● **TASK DETAILS**
Starting at the line that contains "fn emit(&self, module: &Module, config: &EmitConfig)" in the listing below, write out every line word for word until you have written the line that contains "render documentation strings.".

● **EXERCISE MATERIAL**
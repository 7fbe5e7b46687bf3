//! Symbol IR definitions.
//!
//! A [`Symbol`] is the leaf record of the IR: one introspected top-level
//! name together with its documentation and signature text.

use std::fmt;

use serde::{Deserialize, Serialize};

use crate::error::{IrError, IrResult};

/// Classification tag of a symbol.
///
/// The set is open: kinds the IR does not know yet are carried in
/// [`SymbolKind::Other`] and survive a round-trip unchanged. On the wire
/// the kind is a plain lowercase string.
#[derive(Debug, Clone, PartialEq, Eq, Hash, Serialize, Deserialize)]
#[serde(from = "String", into = "String")]
pub enum SymbolKind {
    /// A callable
    Function,

    /// A module-level value
    Variable,

    /// Any other kind reported by a producer (`"constant"`, `"class"`, ...)
    Other(String),
}

impl SymbolKind {
    /// Returns the wire representation of the kind.
    pub fn as_str(&self) -> &str {
        match self {
            SymbolKind::Function => "function",
            SymbolKind::Variable => "variable",
            SymbolKind::Other(kind) => kind,
        }
    }

    /// Check whether this is one of the kinds the IR partitions on.
    pub fn is_known(&self) -> bool {
        !matches!(self, SymbolKind::Other(_))
    }
}

impl From<String> for SymbolKind {
    fn from(kind: String) -> Self {
        match kind.as_str() {
            "function" => SymbolKind::Function,
            "variable" => SymbolKind::Variable,
            _ => SymbolKind::Other(kind),
        }
    }
}

impl From<&str> for SymbolKind {
    fn from(kind: &str) -> Self {
        SymbolKind::from(kind.to_string())
    }
}

impl From<SymbolKind> for String {
    fn from(kind: SymbolKind) -> Self {
        match kind {
            SymbolKind::Other(kind) => kind,
            known => known.as_str().to_string(),
        }
    }
}

impl fmt::Display for SymbolKind {
    fn fmt(&self, f: &mut fmt::Formatter<'_>) -> fmt::Result {
        f.write_str(self.as_str())
    }
}

/// One introspected top-level name.
///
/// Fields are private so a symbol cannot change after construction; the
/// only way in is [`Symbol::new`] (or one of its shorthands), which
/// rejects an empty name. Deserialization goes through the same check.
#[derive(Debug, Clone, PartialEq, Eq, Hash, Serialize, Deserialize)]
#[serde(try_from = "SymbolRecord")]
pub struct Symbol {
    name: String,

    #[serde(rename = "type")]
    kind: SymbolKind,

    doc: String,

    sig: String,
}

/// Wire shape of a symbol. Every key is required and must be a string.
#[derive(Deserialize)]
struct SymbolRecord {
    name: String,
    #[serde(rename = "type")]
    kind: SymbolKind,
    doc: String,
    sig: String,
}

impl TryFrom<SymbolRecord> for Symbol {
    type Error = IrError;

    fn try_from(record: SymbolRecord) -> Result<Self, Self::Error> {
        Symbol::new(record.name, record.kind, record.doc, record.sig)
    }
}

impl Symbol {
    /// Create a new symbol.
    ///
    /// `doc` and `sig` may be empty; `name` may not.
    pub fn new(
        name: impl Into<String>,
        kind: impl Into<SymbolKind>,
        doc: impl Into<String>,
        sig: impl Into<String>,
    ) -> IrResult<Self> {
        let name = name.into();
        if name.is_empty() {
            return Err(IrError::EmptyName);
        }
        Ok(Self {
            name,
            kind: kind.into(),
            doc: doc.into(),
            sig: sig.into(),
        })
    }

    /// Create a function symbol.
    pub fn function(
        name: impl Into<String>,
        doc: impl Into<String>,
        sig: impl Into<String>,
    ) -> IrResult<Self> {
        Self::new(name, SymbolKind::Function, doc, sig)
    }

    /// Create a variable symbol.
    pub fn variable(
        name: impl Into<String>,
        doc: impl Into<String>,
        sig: impl Into<String>,
    ) -> IrResult<Self> {
        Self::new(name, SymbolKind::Variable, doc, sig)
    }

    pub fn name(&self) -> &str {
        &self.name
    }

    pub fn kind(&self) -> &SymbolKind {
        &self.kind
    }

    pub fn doc(&self) -> &str {
        &self.doc
    }

    pub fn sig(&self) -> &str {
        &self.sig
    }

    /// Check if the symbol carries documentation.
    pub fn has_doc(&self) -> bool {
        !self.doc.is_empty()
    }

    /// Check if the symbol carries a signature or annotation.
    pub fn has_sig(&self) -> bool {
        !self.sig.is_empty()
    }
}
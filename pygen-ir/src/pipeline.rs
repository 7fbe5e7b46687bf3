//! Collaborator interfaces around the IR.
//!
//! An [`Introspector`] reads a source module and produces a [`Module`]; an
//! [`Emitter`] turns a finished module into an output file. Both sides
//! only meet through the IR types.

use std::path::PathBuf;

use crate::error::IrResult;
use crate::ir::{Module, Partition, Symbol, SymbolKind};

/// One discovered top-level name, as reported by an introspector.
#[derive(Debug, Clone, PartialEq, Eq)]
pub struct SymbolEntry {
    pub name: String,
    pub kind: SymbolKind,
    pub doc: String,
    pub sig: String,
}

impl SymbolEntry {
    pub fn new(
        name: impl Into<String>,
        kind: impl Into<SymbolKind>,
        doc: impl Into<String>,
        sig: impl Into<String>,
    ) -> Self {
        Self {
            name: name.into(),
            kind: kind.into(),
            doc: doc.into(),
            sig: sig.into(),
        }
    }

    /// Build the IR symbol for this entry.
    pub fn into_symbol(self) -> IrResult<Symbol> {
        Symbol::new(self.name, self.kind, self.doc, self.sig)
    }
}

/// Producer side of the pipeline.
///
/// Implementors only need [`Introspector::discover`]; the provided
/// [`Introspector::introspect`] turns the discovered entries into a
/// module, keeping discovery order within each partition.
pub trait Introspector {
    /// List the public top-level names of a source module in declaration order.
    fn discover(&self, module_name: &str) -> IrResult<Vec<SymbolEntry>>;

    /// Build the IR module for a source module.
    ///
    /// Fails on the first entry with an empty name. Entries whose kind is
    /// neither function nor variable have no partition yet and are skipped
    /// with a warning.
    fn introspect(&self, module_name: &str) -> IrResult<Module> {
        let mut module = Module::new(module_name);

        for entry in self.discover(module_name)? {
            let symbol = entry.into_symbol()?;
            let partition = match symbol.kind() {
                SymbolKind::Function => Partition::Functions,
                SymbolKind::Variable => Partition::Variables,
                SymbolKind::Other(kind) => {
                    tracing::warn!(
                        module = %module_name,
                        symbol = %symbol.name(),
                        kind = %kind,
                        "skipping symbol of unsupported kind"
                    );
                    continue;
                }
            };
            module.add(partition, symbol);
        }

        tracing::debug!(
            module = %module_name,
            functions = module.functions().len(),
            variables = module.variables().len(),
            "introspected module"
        );
        Ok(module)
    }
}

/// Consumer side of the pipeline.
///
/// Implement this trait to add a new output format. Emitters receive the
/// module by shared reference and must not depend on anything outside it.
pub trait Emitter: Send + Sync {
    /// Short lowercase identifier used to select the emitter (e.g. "stub").
    fn id(&self) -> &'static str;

    /// Human-readable name of the emitter.
    fn name(&self) -> &'static str;

    /// Extension of the produced file, without the dot.
    fn file_extension(&self) -> &'static str;

    /// Render a module.
    fn emit(&self, module: &Module, config: &EmitConfig) -> IrResult<EmittedFile>;
}

/// Options shared by all emitters.
#[derive(Debug, Clone)]
pub struct EmitConfig {
    /// Whether to render documentation strings
    pub include_docs: bool,

    /// Indentation style
    pub indent: IndentStyle,

    /// Line ending style
    pub line_ending: LineEnding,
}

impl Default for EmitConfig {
    fn default() -> Self {
        Self {
            include_docs: true,
            indent: IndentStyle::default(),
            line_ending: LineEnding::default(),
        }
    }
}

impl EmitConfig {
    pub fn new() -> Self {
        Self::default()
    }

    /// Set whether to render documentation strings.
    pub fn with_include_docs(mut self, include_docs: bool) -> Self {
        self.include_docs = include_docs;
        self
    }

    /// Set the indentation style.
    pub fn with_indent(mut self, indent: IndentStyle) -> Self {
        self.indent = indent;
        self
    }

    /// Set the line ending style.
    pub fn with_line_ending(mut self, line_ending: LineEnding) -> Self {
        self.line_ending = line_ending;
        self
    }
}

/// Indentation style for generated code.
#[derive(Debug, Clone, Copy, PartialEq, Eq, Default)]
pub enum IndentStyle {
    /// 2 spaces
    Spaces2,

    /// 4 spaces
    #[default]
    Spaces4,

    /// Tabs
    Tabs,
}

impl IndentStyle {
    pub fn as_str(&self) -> &'static str {
        match self {
            IndentStyle::Spaces2 => "  ",
            IndentStyle::Spaces4 => "    ",
            IndentStyle::Tabs => "\t",
        }
    }

    /// Parse a configuration value (`spaces2`, `spaces4`, `tabs`).
    pub fn from_name(name: &str) -> Option<Self> {
        match name {
            "spaces2" => Some(IndentStyle::Spaces2),
            "spaces4" => Some(IndentStyle::Spaces4),
            "tabs" => Some(IndentStyle::Tabs),
            _ => None,
        }
    }
}

/// Line ending style for generated code.
#[derive(Debug, Clone, Copy, PartialEq, Eq, Default)]
pub enum LineEnding {
    /// Unix-style line endings (LF)
    #[default]
    Lf,

    /// Windows-style line endings (CRLF)
    CrLf,
}

impl LineEnding {
    pub fn as_str(&self) -> &'static str {
        match self {
            LineEnding::Lf => "\n",
            LineEnding::CrLf => "\r\n",
        }
    }
}

/// Output of an emitter run.
#[derive(Debug, Clone, PartialEq, Eq)]
pub struct EmittedFile {
    /// Name of the rendered module
    pub module: String,

    /// Output path relative to the output directory
    pub path: PathBuf,

    /// Rendered content
    pub content: String,
}

impl EmittedFile {
    pub fn new(module: impl Into<String>, path: impl Into<PathBuf>, content: String) -> Self {
        Self {
            module: module.into(),
            path: path.into(),
            content,
        }
    }
}

#[cfg(test)]
mod tests {
    use super::*;
    use crate::error::IrError;

    struct FixedIntrospector(Vec<SymbolEntry>);

    impl Introspector for FixedIntrospector {
        fn discover(&self, _module_name: &str) -> IrResult<Vec<SymbolEntry>> {
            Ok(self.0.clone())
        }
    }

    #[test]
    fn test_introspect_routes_by_kind() {
        let introspector = FixedIntrospector(vec![
            SymbolEntry::new("PI", "variable", "", "float"),
            SymbolEntry::new("add", "function", "Adds.", "(a, b)"),
            SymbolEntry::new("E", "variable", "", "float"),
            SymbolEntry::new("sub", "function", "", "(a, b)"),
        ]);

        let module = introspector.introspect("mathx").unwrap();
        assert_eq!(module.name(), "mathx");

        let functions: Vec<_> = module.functions().iter().map(Symbol::name).collect();
        let variables: Vec<_> = module.variables().iter().map(Symbol::name).collect();
        assert_eq!(functions, vec!["add", "sub"]);
        assert_eq!(variables, vec!["PI", "E"]);
    }

    #[test]
    fn test_introspect_skips_other_kinds() {
        let introspector = FixedIntrospector(vec![
            SymbolEntry::new("Point", "class", "", ""),
            SymbolEntry::new("f", "function", "", "()"),
        ]);
        let module = introspector.introspect("geo").unwrap();
        assert_eq!(module.len(), 1);
    }

    #[test]
    fn test_introspect_rejects_empty_name() {
        let introspector = FixedIntrospector(vec![SymbolEntry::new("", "function", "", "()")]);
        let err = introspector.introspect("bad").unwrap_err();
        assert!(matches!(err, IrError::EmptyName));
    }

    #[test]
    fn test_emit_config_builder() {
        let config = EmitConfig::new()
            .with_include_docs(false)
            .with_indent(IndentStyle::Tabs)
            .with_line_ending(LineEnding::CrLf);
        assert!(!config.include_docs);
        assert_eq!(config.indent.as_str(), "\t");
        assert_eq!(config.line_ending.as_str(), "\r\n");
    }

    #[test]
    fn test_indent_from_name() {
        assert_eq!(IndentStyle::from_name("spaces2"), Some(IndentStyle::Spaces2));
        assert_eq!(IndentStyle::from_name("tabs"), Some(IndentStyle::Tabs));
        assert_eq!(IndentStyle::from_name("3"), None);
    }
}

● **ANSWER**
    fn emit(&self, module: &Module, config: &EmitConfig) -> IrResult<EmittedFile>;
}

/// Options shared by all emitters.
#[derive(Debug, Clone)]
pub struct EmitConfig {
    /// Whether to render documentation strings
    pub include_docs: bool,

    /// Indentation style
    pub indent: IndentStyle,

    /// Line ending style
    pub line_ending: LineEnding,
}

impl Default for EmitConfig {
    fn default() -> Self {
        Self {
            include_docs: true,
            indent: IndentStyle::default(),
            line_ending: LineEnding::default(),
        }
    }
}

impl EmitConfig {
    pub fn new() -> Self {
        Self::default()
    }

    /// Set whether to render documentation strings.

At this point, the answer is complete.